Not really. Clare had other rules she had to live by, and Zach hated to see her step into a ghost and take on his or her memories, the sorrow that bothered the spirit the most, and shudder with the ice that flowed through their veins. From what he’d read of her notes, she’d never seen a doorway of streaming golden light, either.

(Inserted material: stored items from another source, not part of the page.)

//! Challenge resolver registry.
//!
//! A resolver turns a blocked response into a usable page body, or reports
//! that it could not. Resolvers are constructed by the caller and injected
//! into each fetcher through a [`ResolverSet`].

mod captcha;
mod flaresolverr;

pub use captcha::CaptchaResolver;
pub use flaresolverr::FlareSolverrResolver;

use std::sync::Arc;
use std::time::Duration;

use async_trait::async_trait;
use bytes::Bytes;
use http::HeaderMap;
use thiserror::Error;
use url::Url;

use crate::challenges::core::{HttpTransport, TransportError, TransportResponse};
use crate::challenges::detectors::ChallengeKind;
use crate::external_deps::captcha::CaptchaError;
use crate::modules::cookies::CookieJar;

/// Everything a resolver may use while handling one blocked response.
pub struct ResolveContext<'a> {
    pub identity: &'a str,
    pub url: &'a Url,
    pub kind: ChallengeKind,
    pub blocked: &'a TransportResponse,
    pub jar: &'a Arc<CookieJar>,
    pub user_agent: &'a str,
    /// Caller headers of the original request, forwarded on resolver submissions.
    pub extra_headers: &'a HeaderMap,
    pub transport: &'a Arc<dyn HttpTransport>,
    pub timeout: Option<Duration>,
    pub size_limit: usize,
    /// Retry ceiling for interactive challenges.
    pub max_attempts: u32,
}

/// Failure states that can occur while resolving a challenge.
#[derive(Debug, Error)]
pub enum ResolveError {
    /// An interactive challenge needs an answer nobody supplied.
    #[error("user input required: {0}")]
    InputRequired(String),
    #[error("resolver transport error: {0}")]
    Transport(#[from] TransportError),
    #[error("captcha provider error: {0}")]
    Captcha(#[from] CaptchaError),
    #[error("resolver protocol error: {0}")]
    Protocol(String),
}

/// Capability shared by every resolver.
#[async_trait]
pub trait ChallengeResolver: Send + Sync {
    fn name(&self) -> &'static str;

    fn handles(&self, kind: ChallengeKind) -> bool;

    /// `Ok(None)` means the resolver ran but the wall stayed up.
    async fn resolve(&self, context: &ResolveContext<'_>) -> Result<Option<Bytes>, ResolveError>;
}

/// Ordered set of resolvers; the first one handling a kind wins.
#[derive(Clone, Default)]
pub struct ResolverSet {
    resolvers: Vec<Arc<dyn ChallengeResolver>>,
}

impl ResolverSet {
    pub fn new() -> Self {
        Self::default()
    }

    pub fn with(mut self, resolver: Arc<dyn ChallengeResolver>) -> Self {
        self.push(resolver);
        self
    }

    pub fn push(&mut self, resolver: Arc<dyn ChallengeResolver>) {
        self.resolvers.push(resolver);
    }

    pub fn find(&self, kind: ChallengeKind) -> Option<&Arc<dyn ChallengeResolver>> {
        self.resolvers.iter().find(|resolver| resolver.handles(kind))
    }

    pub fn is_empty(&self) -> bool {
        self.resolvers.is_empty()
    }

    pub fn len(&self) -> usize {
        self.resolvers.len()
    }
}
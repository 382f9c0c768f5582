#![allow(dead_code)]

use std::collections::VecDeque;
use std::path::Path;
use std::sync::{Arc, Mutex};

use async_trait::async_trait;
use http::HeaderMap;
use http::header::HeaderValue;
use sitefetch_rs::{
    CookieFileStore, Fetcher, FetcherBuilder, HttpTransport, ResponseCache, TransportError,
    TransportRequest, TransportResponse,
};
use url::Url;

pub const BASE: &str = "https://example.com";

/// Replays canned replies in order and records what was sent.
pub struct StubTransport {
    replies: Mutex<VecDeque<Result<TransportResponse, TransportError>>>,
    requests: Mutex<Vec<TransportRequest>>,
}

impl StubTransport {
    pub fn new(replies: Vec<TransportResponse>) -> Arc<Self> {
        Arc::new(Self {
            replies: Mutex::new(replies.into_iter().map(Ok).collect()),
            requests: Mutex::new(Vec::new()),
        })
    }

    pub fn requests(&self) -> Vec<TransportRequest> {
        self.requests.lock().unwrap().clone()
    }

    pub fn cookie_header(&self, index: usize) -> Option<String> {
        self.requests()[index]
            .headers
            .get("cookie")
            .map(|value| value.to_str().unwrap().to_string())
    }
}

#[async_trait]
impl HttpTransport for StubTransport {
    async fn execute(
        &self,
        request: TransportRequest,
    ) -> Result<TransportResponse, TransportError> {
        self.requests.lock().unwrap().push(request);
        self.replies
            .lock()
            .unwrap()
            .pop_front()
            .unwrap_or_else(|| Err(TransportError::Transport("connection refused".into())))
    }
}

pub fn reply(status: u16, url: &str, body: impl Into<Vec<u8>>) -> TransportResponse {
    TransportResponse {
        status,
        url: Url::parse(url).unwrap(),
        headers: HeaderMap::new(),
        body: body.into(),
        truncated: false,
    }
}

pub fn with_header(mut response: TransportResponse, name: &'static str, value: &str) -> TransportResponse {
    response
        .headers
        .append(name, HeaderValue::from_str(value).unwrap());
    response
}

/// Builder wired to an in-memory cache and a cookie directory under `dir`.
pub fn builder(dir: &Path, cache: &ResponseCache) -> FetcherBuilder {
    let _ = env_logger::builder().is_test(true).try_init();
    Fetcher::builder("testsite", BASE)
        .with_cache(cache.clone())
        .with_cookie_store(CookieFileStore::new(dir.join("cookies")).unwrap())
}

pub fn stub_fetcher(dir: &Path, cache: &ResponseCache, stub: &Arc<StubTransport>) -> Fetcher {
    builder(dir, cache)
        .with_transport(stub.clone())
        .build()
        .unwrap()
}
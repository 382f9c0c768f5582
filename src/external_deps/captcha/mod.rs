//! Captcha provider integrations.
//!
//! Adapters for third-party captcha solving services. The captcha resolver
//! stays agnostic of vendor details and only asks for an answer token.

mod twocaptcha;

pub use twocaptcha::TwoCaptchaProvider;

use std::collections::HashMap;
use std::time::Duration;

use async_trait::async_trait;
use thiserror::Error;
use url::Url;

/// High-level configuration that controls captcha solving behaviour.
#[derive(Debug, Clone)]
pub struct CaptchaConfig {
    pub timeout: Duration,
    pub poll_interval: Duration,
}

impl Default for CaptchaConfig {
    fn default() -> Self {
        Self {
            timeout: Duration::from_secs(120),
            poll_interval: Duration::from_secs(5),
        }
    }
}

/// Details describing the captcha the site issued.
#[derive(Debug, Clone)]
pub struct CaptchaTask {
    pub site_key: String,
    pub page_url: Url,
    pub data: HashMap<String, String>,
}

impl CaptchaTask {
    pub fn new(site_key: impl Into<String>, page_url: Url) -> Self {
        Self {
            site_key: site_key.into(),
            page_url,
            data: HashMap::new(),
        }
    }

    pub fn insert_metadata(mut self, key: impl Into<String>, value: impl Into<String>) -> Self {
        self.data.insert(key.into(), value.into());
        self
    }
}

/// Resolved captcha token.
#[derive(Debug, Clone, PartialEq, Eq)]
pub struct CaptchaSolution {
    pub token: String,
}

impl CaptchaSolution {
    pub fn new(token: impl Into<String>) -> Self {
        Self {
            token: token.into(),
        }
    }
}

/// Common result type returned by captcha providers.
pub type CaptchaResult = Result<CaptchaSolution, CaptchaError>;

/// Shared interface implemented by captcha vendors.
#[async_trait]
pub trait CaptchaProvider: Send + Sync {
    fn name(&self) -> &'static str;
    async fn solve(&self, task: &CaptchaTask) -> CaptchaResult;
}

/// Errors surfaced by captcha providers.
#[derive(Debug, Error)]
pub enum CaptchaError {
    #[error("captcha provider misconfigured: {0}")]
    Configuration(String),
    #[error("captcha provider request failed: {0}")]
    Provider(String),
    #[error("captcha solving timed out after {0:?}")]
    Timeout(Duration),
    #[error("captcha provider rejected the task: {0}")]
    Rejected(String),
}
use std::time::Instant;

use async_trait::async_trait;
use reqwest::Client;
use serde::Deserialize;
use url::Url;

use super::{CaptchaConfig, CaptchaError, CaptchaProvider, CaptchaResult, CaptchaSolution, CaptchaTask};

const DEFAULT_ENDPOINT: &str = "https://2captcha.com/";
const NOT_READY: &str = "CAPCHA_NOT_READY";

/// Adapter for the 2captcha recaptcha service (`in.php` submit, `res.php` poll).
#[derive(Debug, Clone)]
pub struct TwoCaptchaProvider {
    pub api_key: String,
    pub config: CaptchaConfig,
    endpoint: String,
    client: Client,
}

#[derive(Debug, Deserialize)]
struct ApiReply {
    status: i64,
    request: String,
}

impl TwoCaptchaProvider {
    pub fn new(api_key: impl Into<String>) -> Self {
        Self::with_config(api_key, CaptchaConfig::default())
    }

    pub fn with_config(api_key: impl Into<String>, config: CaptchaConfig) -> Self {
        Self {
            api_key: api_key.into(),
            config,
            endpoint: DEFAULT_ENDPOINT.to_string(),
            client: Client::new(),
        }
    }

    /// Point the provider at a compatible API host.
    pub fn with_endpoint(mut self, endpoint: impl Into<String>) -> Self {
        self.endpoint = endpoint.into();
        self
    }

    fn api_url(&self, script: &str) -> Result<Url, CaptchaError> {
        Url::parse(&self.endpoint)
            .and_then(|base| base.join(script))
            .map_err(|err| CaptchaError::Configuration(err.to_string()))
    }

    async fn call(&self, url: Url, params: &[(&str, &str)]) -> Result<ApiReply, CaptchaError> {
        self.client
            .get(url)
            .query(params)
            .send()
            .await
            .map_err(|err| CaptchaError::Provider(err.to_string()))?
            .json::<ApiReply>()
            .await
            .map_err(|err| CaptchaError::Provider(err.to_string()))
    }
}

#[async_trait]
impl CaptchaProvider for TwoCaptchaProvider {
    fn name(&self) -> &'static str {
        "twocaptcha"
    }

    async fn solve(&self, task: &CaptchaTask) -> CaptchaResult {
        if self.api_key.is_empty() {
            return Err(CaptchaError::Configuration("missing api key".into()));
        }

        let submitted = self
            .call(
                self.api_url("in.php")?,
                &[
                    ("key", self.api_key.as_str()),
                    ("method", "userrecaptcha"),
                    ("googlekey", task.site_key.as_str()),
                    ("pageurl", task.page_url.as_str()),
                    ("json", "1"),
                ],
            )
            .await?;
        if submitted.status != 1 {
            return Err(CaptchaError::Rejected(submitted.request));
        }
        let task_id = submitted.request;
        log::debug!("2captcha task {task_id} submitted for {}", task.page_url);

        let started = Instant::now();
        loop {
            tokio::time::sleep(self.config.poll_interval).await;
            if started.elapsed() > self.config.timeout {
                return Err(CaptchaError::Timeout(self.config.timeout));
            }

            let reply = self
                .call(
                    self.api_url("res.php")?,
                    &[
                        ("key", self.api_key.as_str()),
                        ("action", "get"),
                        ("id", task_id.as_str()),
                        ("json", "1"),
                    ],
                )
                .await?;

            match (reply.status, reply.request.as_str()) {
                (1, _) => return Ok(CaptchaSolution::new(reply.request)),
                (_, NOT_READY) => continue,
                _ => return Err(CaptchaError::Rejected(reply.request)),
            }
        }
    }
}

#[cfg(test)]
mod tests {
    use super::*;

    #[tokio::test]
    async fn empty_key_is_a_configuration_error() {
        let provider = TwoCaptchaProvider::new("");
        let task = CaptchaTask::new("site-key", Url::parse("https://example.com/").unwrap());
        let err = provider.solve(&task).await.unwrap_err();
        assert!(matches!(err, CaptchaError::Configuration(_)));
    }

    #[test]
    fn builds_api_urls_from_endpoint() {
        let provider = TwoCaptchaProvider::new("key")
            .with_endpoint("http://127.0.0.1:9000/api/");
        assert_eq!(
            provider.api_url("res.php").unwrap().as_str(),
            "http://127.0.0.1:9000/api/res.php"
        );
    }
}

We did fine, Texas Jack said as
he looked down at Enzo, his lips quirking. Guess I’ll head on back to my own . . . to Leadville. He nodded at Zach, reached down, and scratched Enzo. I’ll be seeing you soon.
“That’s right,” Zach said.
Good. That’s good. He looked up the hill and shook his head, his smile broadening into a grin. And we got this done before that big party on Sunday.
“Buffalo Bill’s Western Roundup,” Zach said.
Texas Jack adjusted his hat until it sat at the jaunty angle he preferred. Ain’t that something, that my old pard would be so well-respected and important. Couldn’t have happened to a better guy.
Zach figured it should have happened to Texas Jack—then wondered if Clare had told him. Jack began to fade.
“Wait!” Zach called.
Omohundro’s spirit solidified and he glanced over his shoulder, brows raised. Yes?
“Do you know that you’re in the Cowboy Hall of Fame?”
What?
“Your relatives applied for you to be in the Cowboy Hall of Fame, the National Cowboy and Western Heritage Museum.”
Jack grinned. Well, isn’t that fine of them.
“You got an award named the Wrangler.”
Nodding, Jack continued to smile.
Zach cleared his throat. “You’re, ah, in the Hall of Fame for . . . actors who play cowboys. Or who were cowboys, too, but also—”
Jack threw back his head again and laughed long and loud enough to ring in Zach’s ears from the inside out as he vanished.
That felt good.
Enzo barked and ran down toward the parking lot, through trees and rocks.
With his emotions lighter, Zach limped back up the hill to Buffalo Bill’s grave and stared. All the quartz rocks sat in their proper places, the sandstone paths swept clear of any debris. Looking just like it should for all the tourists and Old West aficionados and people who loved Buffalo Bill who’d attend the roundup on Sunday.